Although I am slagging off Germans here, there are regional differences that have everything to do with culture. The Northerners (Prussians) are cold, cold, cold. I have heard from many different people that they have hated Hamburg because of the demeanor of the people. Bavarians are different, and my friend Dirk is from Saxony, which has a great history and, I must say, friendlier people than I encountered in Hamburg. Mark says Saxony is Russian, but he's a Prussian and we're back to square one with the regional snootiness. When I say, "Deine Leute," or "YOUR people," to Mark, I generally mean Prussians.

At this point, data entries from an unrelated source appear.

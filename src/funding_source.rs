use crate::api::{UserPubKey, Wei};
use anyhow::{anyhow, bail, Result};
use async_trait::async_trait;
use std::collections::HashMap;
use std::sync::{Arc, Mutex};

/// Where stakes come from and where local payouts go.
#[async_trait]
pub trait FundingSource {
    async fn collect(&self, user: &UserPubKey, amount: Wei) -> Result<()>;
    async fn release(&self, user: &UserPubKey, amount: Wei) -> Result<()>;
}
#[derive(Debug, Default, Clone)]
pub struct TestFundingSource {
    collected: Arc<Mutex<HashMap<UserPubKey, Wei>>>,
    released: Arc<Mutex<HashMap<UserPubKey, Wei>>>,
    fail_release: Arc<Mutex<bool>>,
}
impl TestFundingSource {
    pub fn collected(&self, user: &UserPubKey) -> Wei {
        self.collected
            .lock()
            .map(|c| c.get(user).copied().unwrap_or_default())
            .unwrap_or_default()
    }
    pub fn released(&self, user: &UserPubKey) -> Wei {
        self.released
            .lock()
            .map(|r| r.get(user).copied().unwrap_or_default())
            .unwrap_or_default()
    }
    /// Makes every following release fail until reset.
    pub fn fail_releases(&self, fail: bool) {
        if let Ok(mut flag) = self.fail_release.lock() {
            *flag = fail;
        }
    }
}
#[async_trait]
impl FundingSource for TestFundingSource {
    async fn collect(&self, user: &UserPubKey, amount: Wei) -> Result<()> {
        let mut collected = self
            .collected
            .lock()
            .map_err(|_| anyhow!("funding source poisoned"))?;
        *collected.entry(*user).or_default() += amount;
        Ok(())
    }
    async fn release(&self, user: &UserPubKey, amount: Wei) -> Result<()> {
        if *self
            .fail_release
            .lock()
            .map_err(|_| anyhow!("funding source poisoned"))?
        {
            bail!("Release of {} wei to {} failed", amount, user)
        }
        let mut released = self
            .released
            .lock()
            .map_err(|_| anyhow!("funding source poisoned"))?;
        *released.entry(*user).or_default() += amount;
        Ok(())
    }
}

Mark chafed under the strictures of his village's Aryan culture, wore torn jeans, asked his mother not to iron his underwear, tee shirts, and jeans, and had yearly arguments with her about how terrible it was that he wasn't working in a job that required a suit. He hates suits. Always has, always will. And yet the arguments ensued, without fail. I witnessed one of these arguments a couple of years into our marriage, and had to hide my face in a pillow to avoid her seeing that I was laughing when she called him schlampig, which translates both as messy/sloppy and slutty in English.

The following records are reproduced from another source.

async fn get_login_challenge(
    State(state): State<Arc<RwLock<SportsPool>>>,
    Json(user): Json<UserPubKey>,
) -> Result<String, (StatusCode, String)> {
    let mut backend = state.write().await;
    trace!("Getting login challenge for {}", user);
    let challenge = backend
        .create_login_challenge(user)
        .await
        .map_err(map_any_err_and_code)?;
    debug!("Login challenge for user {}: {}", user, challenge);
    Ok(challenge)
}
async fn try_login(
    State(state): State<Arc<RwLock<SportsPool>>>,
    Json(request): Json<LoginRequest>,
) -> Result<(), (StatusCode, String)> {
    let mut backend = state.write().await;
    backend
        .try_login(request.user, request.sig, request.challenge)
        .await
        .map_err(map_any_err_and_code)?;
    debug!("User {} successfully logged in", request.user);
    Ok(())
}
async fn check_login(
    State(state): State<Arc<RwLock<SportsPool>>>,
    Json(request): Json<AccessRequest>,
) -> Result<Json<UserResponse>, (StatusCode, String)> {
    let backend = state.read().await;
    let user = backend
        .check_login(request)
        .await
        .map_err(|e| (StatusCode::UNAUTHORIZED, map_any_err(e)))?;
    Ok(Json(user))
}
#[debug_handler]
async fn register_and_predict(
    State(state): State<Arc<RwLock<SportsPool>>>,
    Json(request): Json<PostRequest<RegisterAndPredictRequest>>,
) -> Result<(StatusCode, Json<PredictResponse>), (StatusCode, String)> {
    let mut backend = state.write().await;
    let (request, access) = (request.data, request.access);
    debug!(
        "Registering {} game {} with {} on {} for user {}",
        request.sport, request.external_id, request.amount, request.result, request.user
    );
    let response = backend
        .register_and_predict(
            &request.user,
            request.sport,
            request.external_id,
            request.timestamp,
            request.result,
            request.amount,
            access,
            Utc::now(),
        )
        .await
        .map_err(map_any_err_and_code)?;
    Ok((StatusCode::CREATED, Json(response)))
}
#[debug_handler]
async fn predict(
    State(state): State<Arc<RwLock<SportsPool>>>,
    Json(request): Json<PostRequest<PredictRequest>>,
) -> Result<(StatusCode, Json<PredictResponse>), (StatusCode, String)> {
    let mut backend = state.write().await;
    let (request, access) = (request.data, request.access);
    debug!(
        "Adding {} on {} to game {} for user {}",
        request.amount, request.result, request.game, request.user
    );
    let response = backend
        .predict(
            &request.user,
            &request.game,
            request.result,
            request.amount,
            access,
            Utc::now(),
        )
        .await
        .map_err(map_any_err_and_code)?;
    Ok((StatusCode::CREATED, Json(response)))
}
async fn claim(
    State(state): State<Arc<RwLock<SportsPool>>>,
    Json(request): Json<PostRequest<ClaimRequest>>,
) -> Result<Json<ClaimReceipt>, (StatusCode, String)> {
    let mut backend = state.write().await;
    let (request, access) = (request.data, request.access);
    let receipt = backend
        .claim(&request.user, &request.game, request.cross_domain, access)
        .await
        .map_err(map_any_err_and_code)?;
    debug!(
        "Claimed {} for user {} on game {}",
        receipt.amount, request.user, request.game
    );
    Ok(Json(receipt))
}
async fn get_game_id(
    State(state): State<Arc<RwLock<SportsPool>>>,
    Json(request): Json<GameIdRequest>,
) -> Json<GameId> {
    let backend = state.read().await;
    Json(backend.get_game_id(request.sport, request.external_id))
}
async fn get_game(
    State(state): State<Arc<RwLock<SportsPool>>>,
    Json(request): Json<GameRequest>,
) -> Result<Json<GameResponse>, (StatusCode, String)> {
    let backend = state.read().await;
    let game = backend
        .get_game(&request.game)
        .await
        .map_err(map_any_err_and_code)?;
    Ok(Json(game.into()))
}
async fn get_active_games(
    State(state): State<Arc<RwLock<SportsPool>>>,
) -> Result<Json<Vec<GameId>>, (StatusCode, String)> {
    let backend = state.read().await;
    let games = backend
        .get_active_games()
        .await
        .map_err(map_any_err_and_code)?;
    Ok(Json(games))
}
async fn get_active_predictions(
    State(state): State<Arc<RwLock<SportsPool>>>,
    Json(request): Json<UserRequest>,
) -> Result<Json<Vec<Prediction>>, (StatusCode, String)> {
    let backend = state.read().await;
    let predictions = backend
        .get_active_predictions(&request.user)
        .await
        .map_err(map_any_err_and_code)?;
    Ok(Json(predictions))
}
async fn get_past_predictions(
    State(state): State<Arc<RwLock<SportsPool>>>,
    Json(request): Json<UserRequest>,
) -> Result<Json<Vec<Prediction>>, (StatusCode, String)> {
    let backend = state.read().await;
    let predictions = backend
        .get_past_predictions(&request.user)
        .await
        .map_err(map_any_err_and_code)?;
    Ok(Json(predictions))
}
async fn is_prediction_correct(
    State(state): State<Arc<RwLock<SportsPool>>>,
    Json(request): Json<PredictionCorrectRequest>,
) -> Result<Json<bool>, (StatusCode, String)> {
    let backend = state.read().await;
    let correct = backend
        .is_prediction_correct(&request.user, &request.game, request.index)
        .await
        .map_err(map_any_err_and_code)?;
    Ok(Json(correct))
}
async fn calculate_winnings(
    State(state): State<Arc<RwLock<SportsPool>>>,
    Json(request): Json<CalculateWinningsRequest>,
) -> Result<Json<Wei>, (StatusCode, String)> {
    let backend = state.read().await;
    let winnings = backend
        .calculate_winnings(&request.game, request.wager, request.result)
        .await
        .map_err(map_any_err_and_code)?;
    Ok(Json(winnings))
}
async fn check_upkeep(
    State(state): State<Arc<RwLock<SportsPool>>>,
) -> Result<Json<UpkeepResponse>, (StatusCode, String)> {
    let backend = state.read().await;
    let upkeep = backend
        .check_upkeep(Utc::now())
        .await
        .map_err(map_any_err_and_code)?;
    Ok(Json(upkeep))
}
async fn perform_upkeep(
    State(state): State<Arc<RwLock<SportsPool>>>,
    Json(request): Json<PerformUpkeepRequest>,
) -> Result<Json<RequestId>, (StatusCode, String)> {
    let mut backend = state.write().await;
    let request_id = backend
        .perform_upkeep(&request.game, Utc::now())
        .await
        .map_err(map_any_err_and_code)?;
    debug!("Requested result for game {}: {}", request.game, request_id);
    Ok(Json(request_id))
}
async fn fulfill_result(
    State(state): State<Arc<RwLock<SportsPool>>>,
    Json(request): Json<PostRequest<Fulfillment>>,
) -> Result<Json<Option<GameResult>>, (StatusCode, String)> {
    let mut backend = state.write().await;
    let (fulfillment, access) = (request.data, request.access);
    backend
        .check_admin(access)
        .await
        .map_err(map_any_err_and_code)?;
    let result = backend
        .fulfill_result(&fulfillment.request, fulfillment.outcome)
        .await
        .map_err(map_any_err_and_code)?;
    Ok(Json(result))
}
async fn set_destination_receiver(
    State(state): State<Arc<RwLock<SportsPool>>>,
    Json(request): Json<PostRequest<Address>>,
) -> Result<(), (StatusCode, String)> {
    let mut backend = state.write().await;
    backend
        .set_destination_receiver(request.data, request.access)
        .await
        .map_err(map_any_err_and_code)?;
    Ok(())
}
async fn get_destination_receiver(
    State(state): State<Arc<RwLock<SportsPool>>>,
) -> Result<Json<Option<Address>>, (StatusCode, String)> {
    let backend = state.read().await;
    let receiver = backend
        .get_destination_receiver()
        .await
        .map_err(map_any_err_and_code)?;
    Ok(Json(receiver))
}

#[derive(Parser)]
struct Args {
    #[arg(short, long)]
    admin: Vec<String>,
    #[arg(short, long)]
    port: Option<u16>,
    #[arg(short, long)]
    test: bool,
    #[arg(short, long)]
    db: Option<String>,
    #[arg(short, long, default_value = "sportspool.toml")]
    config: String,
}

#[tokio::main]
async fn main() -> Result<()> {
    Builder::default()
        .filter_level(LevelFilter::Debug)
        .write_style(WriteStyle::Always)
        .init();
    let cli = Args::parse();
    let settings = Settings::load(
        cli.config.as_str(),
        Overrides {
            port: cli.port,
            db: cli.db,
            admins: cli.admin,
            test: cli.test,
        },
    )?;
    let (_port, handle) = run_server(settings).await?;
    handle.await?;
    Ok(())
}

async fn run_server(settings: Settings) -> Result<(u16, JoinHandle<()>)> {
    let (fulfillments, fulfillment_receiver) = mpsc::unbounded_channel();
    let results: Box<dyn ResultSource + Send + Sync> = match &settings.sports_api_key {
        Some(api_key) => {
            let mut client = SportsApiClient::new(api_key.clone());
            if let Some(url) = &settings.sports_api_url {
                client = client.with_base_url(url.clone());
            }
            Box::new(ApiSportsResultSource::new(client, fulfillments))
        }
        None => {
            warn!("No sports_api_key set, results have to be posted to /fulfill_result");
            Box::new(ManualResultSource)
        }
    };
    let forwarder: Box<dyn Forwarder + Send + Sync> = match &settings.bridge_url {
        Some(url) => Box::new(HttpForwarder::new(url.clone())),
        None => {
            warn!("No bridge_url set, cross domain claims are only recorded");
            Box::new(TestForwarder::default())
        }
    };
    let pool = SportsPool::new(
        Box::new(SQLite::new(settings.db.clone()).await?),
        Box::new(TestFundingSource::default()),
        results,
        forwarder,
        settings.pool_config()?,
        settings.admins.clone(),
        settings.test,
    )
    .await?;
    let state = Arc::new(RwLock::new(pool));
    spawn_fulfillment_listener(state.clone(), fulfillment_receiver);
    if settings.upkeep_interval_secs > 0 {
        spawn_keeper(
            state.clone(),
            std::time::Duration::from_secs(settings.upkeep_interval_secs),
        );
    }
    let app = Router::new()
        .route("/get_login_challenge", post(get_login_challenge))
        .route("/try_login", post(try_login))
        .route("/check_login", post(check_login))
        .route("/register_and_predict", post(register_and_predict))
        .route("/predict", post(predict))
        .route("/claim", post(claim))
        .route("/get_game_id", post(get_game_id))
        .route("/get_game", post(get_game))
        .route("/get_active_games", get(get_active_games))
        .route("/get_active_predictions", post(get_active_predictions))
        .route("/get_past_predictions", post(get_past_predictions))
        .route("/is_prediction_correct", post(is_prediction_correct))
        .route("/calculate_winnings", post(calculate_winnings))
        .route("/check_upkeep", get(check_upkeep))
        .route("/perform_upkeep", post(perform_upkeep))
        .route("/fulfill_result", post(fulfill_result))
        .route("/set_destination_receiver", post(set_destination_receiver))
        .route("/get_destination_receiver", get(get_destination_receiver))
        .with_state(state);

    let addr: SocketAddr = ("127.0.0.1:".to_string() + settings.port.to_string().as_str()).parse()?;
    let server = axum::Server::try_bind(&addr)?.serve(app.into_make_service());
    let port = server.local_addr().port();
    info!("Listening on {}", server.local_addr());
    let handle = tokio::spawn(async move {
        if let Err(e) = server.await {
            error!("Server stopped: {}", e);
        }
    });
    Ok((port, handle))
}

Anyway, at a point in his 20's, Mark decided to emigrate and move to the United States. In retrospect he feels this is because he wanted to escape the strictures of his family. Since he left, he has been nearly completely ostracized. He is as much an outsider from his family of origin as I am from my nfamily. It's terribly sad. I mentioned in an earlier post that his family boycotted our wedding in California, and other than a visit from his father after his mother died, we have seen nothing of them on this side of the Atlantic. Mark has to do all the work, make all the phone calls, do all the bridging and traveling. And when he's there, they treat him badly. It's wrong. It infuriates me to see someone I love demeaned this way. It's about *them* and not about him and his needs. Hmm, have I heard this before? Is it so hard to support someone in following their heart and dreams? I guess it is, for some people. He is basically alone, except for me, my parents, and our children.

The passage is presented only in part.